Sí, en efecto, hubo un tiempo en que esperé una correspondencia por su parte, pero no tardé demasiado en desilusionarme. No me di cuenta a tiempo de que el objeto de mi creación poseía una vida propia y por tanto voluntad de decisión. Y cuando llegó el momento de volar del nido, sus propios instintos la llevaron a enamorarse de hombres jóvenes y musculosos y de una vulgaridad lamentable. Le importaba un bledo su grado de refinamiento. Por eso me dije que, si no iba a ser para mí, no sería para nadie. Laura Hunt era mi obra de arte, eso sí, imperfecta a todas luces, pero mía en definitiva. Y yo tenía todo el derecho a disfrutarla y, si era mi deseo, a destruirla. Sin embargo, ni la Caspary ni Otto Preminger ni sus malditos guionistas tuvieron la sensibilidad y la inteligencia suficiente para dejarme perpetrar lo que en justicia me correspondía. Y, al final, el que se fue al otro mundo fui yo.

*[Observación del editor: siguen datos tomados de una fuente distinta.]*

use chrono::{DateTime, Utc};
use thiserror::Error;

#[derive(Debug, Error, Clone, PartialEq, Eq)]
pub enum SessionWindowError {
    #[error("session has expired")]
    Expired,

    #[error("session not yet valid (issued_at is in the future)")]
    NotYetValid,

    #[error("invalid session time window (expires_at <= issued_at)")]
    InvalidTimeWindow,
}

/// Deterministically validate a session's validity window.
///
/// Both bounds are optional: the backend does not always report them, and a
/// session without an expiry stays valid until logout.
pub fn validate_session_window(
    issued_at: Option<DateTime<Utc>>,
    expires_at: Option<DateTime<Utc>>,
    now: DateTime<Utc>,
) -> Result<(), SessionWindowError> {
    if let (Some(issued_at), Some(expires_at)) = (issued_at, expires_at) {
        if expires_at <= issued_at {
            return Err(SessionWindowError::InvalidTimeWindow);
        }
    }
    if issued_at.is_some_and(|issued_at| now < issued_at) {
        return Err(SessionWindowError::NotYetValid);
    }
    if expires_at.is_some_and(|expires_at| now >= expires_at) {
        return Err(SessionWindowError::Expired);
    }
    Ok(())
}

#[cfg(test)]
mod tests {
    use chrono::Duration;

    use super::*;

    #[test]
    fn open_window_is_valid() {
        assert_eq!(validate_session_window(None, None, Utc::now()), Ok(()));
    }

    #[test]
    fn expiry_is_exclusive() {
        let now = Utc::now();
        assert_eq!(
            validate_session_window(Some(now - Duration::hours(1)), Some(now), now),
            Err(SessionWindowError::Expired)
        );
        assert_eq!(
            validate_session_window(None, Some(now + Duration::seconds(1)), now),
            Ok(())
        );
    }

    #[test]
    fn future_issue_and_inverted_window_rejected() {
        let now = Utc::now();
        assert_eq!(
            validate_session_window(Some(now + Duration::minutes(5)), None, now),
            Err(SessionWindowError::NotYetValid)
        );
        assert_eq!(
            validate_session_window(Some(now), Some(now - Duration::minutes(5)), now),
            Err(SessionWindowError::InvalidTimeWindow)
        );
    }
}
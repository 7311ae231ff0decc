//! Persisted credentials (the session restored at startup).

use std::path::{Path, PathBuf};
use std::sync::Mutex;

use chrono::{DateTime, Utc};
use serde::{Deserialize, Serialize};

use crate::{AuthError, AuthToken, Identity, PermissionSet, Session};

/// On-disk/in-storage shape of a session.
#[derive(Debug, Clone, PartialEq, Eq, Serialize, Deserialize)]
pub struct StoredSession {
    pub token: String,
    pub user: Identity,
    #[serde(default)]
    pub permissions: Vec<String>,
    #[serde(default, skip_serializing_if = "Option::is_none")]
    pub issued_at: Option<DateTime<Utc>>,
    #[serde(default, skip_serializing_if = "Option::is_none")]
    pub expires_at: Option<DateTime<Utc>>,
}

impl StoredSession {
    pub fn into_session(self) -> Session {
        Session::new(
            self.user,
            PermissionSet::from_granted(&self.permissions),
            AuthToken::new(self.token),
        )
        .with_window(self.issued_at, self.expires_at)
    }
}

impl From<&Session> for StoredSession {
    fn from(session: &Session) -> Self {
        Self {
            token: session.token.as_str().to_string(),
            user: session.identity.clone(),
            permissions: session.permissions.clone().into(),
            issued_at: session.issued_at,
            expires_at: session.expires_at,
        }
    }
}

/// Storage boundary for the persisted session.
pub trait CredentialStore: Send + Sync {
    fn load(&self) -> Result<Option<StoredSession>, AuthError>;

    fn save(&self, session: &StoredSession) -> Result<(), AuthError>;

    fn clear(&self) -> Result<(), AuthError>;

    fn stored_token(&self) -> Result<Option<String>, AuthError> {
        Ok(self.load()?.map(|s| s.token))
    }

    fn stored_user(&self) -> Result<Option<Identity>, AuthError> {
        Ok(self.load()?.map(|s| s.user))
    }
}

/// In-memory credential store for tests/dev.
#[derive(Debug, Default)]
pub struct InMemoryCredentialStore {
    slot: Mutex<Option<StoredSession>>,
}

impl InMemoryCredentialStore {
    pub fn new() -> Self {
        Self::default()
    }

    pub fn with_session(session: StoredSession) -> Self {
        Self {
            slot: Mutex::new(Some(session)),
        }
    }
}

impl CredentialStore for InMemoryCredentialStore {
    fn load(&self) -> Result<Option<StoredSession>, AuthError> {
        let slot = self.slot.lock().map_err(|_| AuthError::storage("poisoned"))?;
        Ok(slot.clone())
    }

    fn save(&self, session: &StoredSession) -> Result<(), AuthError> {
        let mut slot = self.slot.lock().map_err(|_| AuthError::storage("poisoned"))?;
        *slot = Some(session.clone());
        Ok(())
    }

    fn clear(&self) -> Result<(), AuthError> {
        let mut slot = self.slot.lock().map_err(|_| AuthError::storage("poisoned"))?;
        *slot = None;
        Ok(())
    }
}

/// JSON file credential store. A missing file means "no stored session".
#[derive(Debug, Clone)]
pub struct JsonFileCredentialStore {
    path: PathBuf,
}

impl JsonFileCredentialStore {
    pub fn new(path: impl Into<PathBuf>) -> Self {
        Self { path: path.into() }
    }

    pub fn path(&self) -> &Path {
        &self.path
    }
}

impl CredentialStore for JsonFileCredentialStore {
    fn load(&self) -> Result<Option<StoredSession>, AuthError> {
        let raw = match std::fs::read_to_string(&self.path) {
            Ok(raw) => raw,
            Err(e) if e.kind() == std::io::ErrorKind::NotFound => return Ok(None),
            Err(e) => return Err(AuthError::storage(format!("{}: {e}", self.path.display()))),
        };

        serde_json::from_str(&raw)
            .map(Some)
            .map_err(|e| AuthError::storage(format!("{}: {e}", self.path.display())))
    }

    fn save(&self, session: &StoredSession) -> Result<(), AuthError> {
        let json = serde_json::to_string_pretty(session)
            .map_err(|e| AuthError::storage(e.to_string()))?;
        std::fs::write(&self.path, json)
            .map_err(|e| AuthError::storage(format!("{}: {e}", self.path.display())))
    }

    fn clear(&self) -> Result<(), AuthError> {
        match std::fs::remove_file(&self.path) {
            Ok(()) => Ok(()),
            Err(e) if e.kind() == std::io::ErrorKind::NotFound => Ok(()),
            Err(e) => Err(AuthError::storage(format!("{}: {e}", self.path.display()))),
        }
    }
}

¿Le importa que después del “steak tartar” pida este magnífico “faisán a la Santa Alianza” que viene en la carta? Tenga en cuenta que mi glotonería fue idea de la Caspary, pero como he elegido por mi cuenta la exquisita delgadez de Clifton Webb, puedo comer cuanto quiera sin engordar un sólo gramo. ¿No le parece maravilloso? Claro que para usted será aterrador cuando el camarero le traiga la cuenta. Ah, ¿no le importa? Entonces, después del faisán me decidiré por unos quesos franceses y de postre voy a ordenar que me preparen unas “Crêpes Suzette”. Y como se muestra tan generoso, a la hora del café, los puros y “le trou normand”, voy a contarle cómo enseñé a Laura todo lo que ahora sabe acerca de la vida y sus apetitos más sublimes. ¿Que si tocaba el clarinete? Al terminar sus estudios de solfeo, podría decirse que Laura era una auténtica virtuosa. Se me erizan los cabellos tan sólo de recordarlo.